[[ PROVIDED INFORMATION open ]]
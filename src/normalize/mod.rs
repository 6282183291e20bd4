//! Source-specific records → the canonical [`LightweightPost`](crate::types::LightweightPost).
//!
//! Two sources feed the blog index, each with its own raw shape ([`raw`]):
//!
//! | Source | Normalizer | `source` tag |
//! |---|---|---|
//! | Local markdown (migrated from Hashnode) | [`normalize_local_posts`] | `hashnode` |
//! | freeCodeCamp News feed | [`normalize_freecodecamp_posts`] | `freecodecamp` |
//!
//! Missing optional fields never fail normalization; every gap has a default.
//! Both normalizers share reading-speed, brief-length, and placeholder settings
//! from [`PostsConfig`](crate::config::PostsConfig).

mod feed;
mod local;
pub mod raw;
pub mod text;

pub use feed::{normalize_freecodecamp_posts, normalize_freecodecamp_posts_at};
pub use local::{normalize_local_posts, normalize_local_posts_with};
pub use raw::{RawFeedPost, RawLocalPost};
[[ PROVIDED INFORMATION closed ]]
[[ PROVIDED INFORMATION open ]]
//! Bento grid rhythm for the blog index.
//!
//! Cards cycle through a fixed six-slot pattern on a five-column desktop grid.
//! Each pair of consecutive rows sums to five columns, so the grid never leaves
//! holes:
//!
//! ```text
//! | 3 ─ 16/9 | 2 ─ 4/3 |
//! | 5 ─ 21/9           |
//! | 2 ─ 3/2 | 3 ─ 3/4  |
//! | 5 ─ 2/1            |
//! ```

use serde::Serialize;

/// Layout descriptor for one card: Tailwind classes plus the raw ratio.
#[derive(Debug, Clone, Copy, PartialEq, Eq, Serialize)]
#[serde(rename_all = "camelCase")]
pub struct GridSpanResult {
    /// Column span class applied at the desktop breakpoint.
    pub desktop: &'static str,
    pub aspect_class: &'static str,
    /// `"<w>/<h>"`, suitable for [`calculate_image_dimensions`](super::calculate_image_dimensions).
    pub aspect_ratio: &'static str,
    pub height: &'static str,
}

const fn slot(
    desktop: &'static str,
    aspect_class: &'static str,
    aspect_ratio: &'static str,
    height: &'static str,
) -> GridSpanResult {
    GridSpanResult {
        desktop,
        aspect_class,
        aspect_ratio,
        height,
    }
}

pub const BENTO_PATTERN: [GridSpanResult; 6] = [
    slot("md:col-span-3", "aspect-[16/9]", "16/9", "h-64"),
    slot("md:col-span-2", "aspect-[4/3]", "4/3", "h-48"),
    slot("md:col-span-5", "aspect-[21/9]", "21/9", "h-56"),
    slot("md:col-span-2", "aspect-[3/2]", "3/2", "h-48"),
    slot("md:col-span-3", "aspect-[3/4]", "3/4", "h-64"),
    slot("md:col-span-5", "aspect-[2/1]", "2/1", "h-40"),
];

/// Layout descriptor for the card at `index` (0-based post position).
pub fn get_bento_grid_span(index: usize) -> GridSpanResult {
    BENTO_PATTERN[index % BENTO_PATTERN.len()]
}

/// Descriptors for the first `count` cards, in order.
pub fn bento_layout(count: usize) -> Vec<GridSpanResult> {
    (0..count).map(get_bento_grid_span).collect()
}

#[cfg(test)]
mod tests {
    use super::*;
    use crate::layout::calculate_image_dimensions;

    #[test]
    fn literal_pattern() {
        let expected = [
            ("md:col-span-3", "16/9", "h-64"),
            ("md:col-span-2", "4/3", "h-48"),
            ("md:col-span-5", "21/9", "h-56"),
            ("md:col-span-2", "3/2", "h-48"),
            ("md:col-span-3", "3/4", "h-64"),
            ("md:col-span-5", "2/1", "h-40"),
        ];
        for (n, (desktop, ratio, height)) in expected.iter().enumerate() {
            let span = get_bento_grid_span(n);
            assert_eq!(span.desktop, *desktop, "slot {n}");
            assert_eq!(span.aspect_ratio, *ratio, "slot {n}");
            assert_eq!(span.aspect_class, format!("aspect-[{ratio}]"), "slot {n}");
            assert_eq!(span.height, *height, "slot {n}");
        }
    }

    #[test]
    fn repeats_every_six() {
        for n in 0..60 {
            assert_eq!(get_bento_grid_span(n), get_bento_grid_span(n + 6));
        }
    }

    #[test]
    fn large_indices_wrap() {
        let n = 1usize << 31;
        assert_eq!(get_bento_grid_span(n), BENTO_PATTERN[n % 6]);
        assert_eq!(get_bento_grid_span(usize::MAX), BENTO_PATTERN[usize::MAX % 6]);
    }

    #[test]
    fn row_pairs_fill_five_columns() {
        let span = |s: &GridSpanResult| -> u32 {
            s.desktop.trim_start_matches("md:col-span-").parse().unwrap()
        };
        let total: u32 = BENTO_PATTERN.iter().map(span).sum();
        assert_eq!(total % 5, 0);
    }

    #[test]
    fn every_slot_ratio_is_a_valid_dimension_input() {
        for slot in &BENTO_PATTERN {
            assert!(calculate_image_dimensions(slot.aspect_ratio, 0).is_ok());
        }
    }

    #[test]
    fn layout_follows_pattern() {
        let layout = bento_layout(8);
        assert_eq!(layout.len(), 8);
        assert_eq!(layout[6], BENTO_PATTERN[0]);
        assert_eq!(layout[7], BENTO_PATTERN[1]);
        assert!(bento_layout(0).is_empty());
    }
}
[[ PROVIDED INFORMATION closed ]]
ACTION ITEM: Your task is to count the lines of the records that contain "static". Answer with only that number.

COMPLETED EXERCISE: 8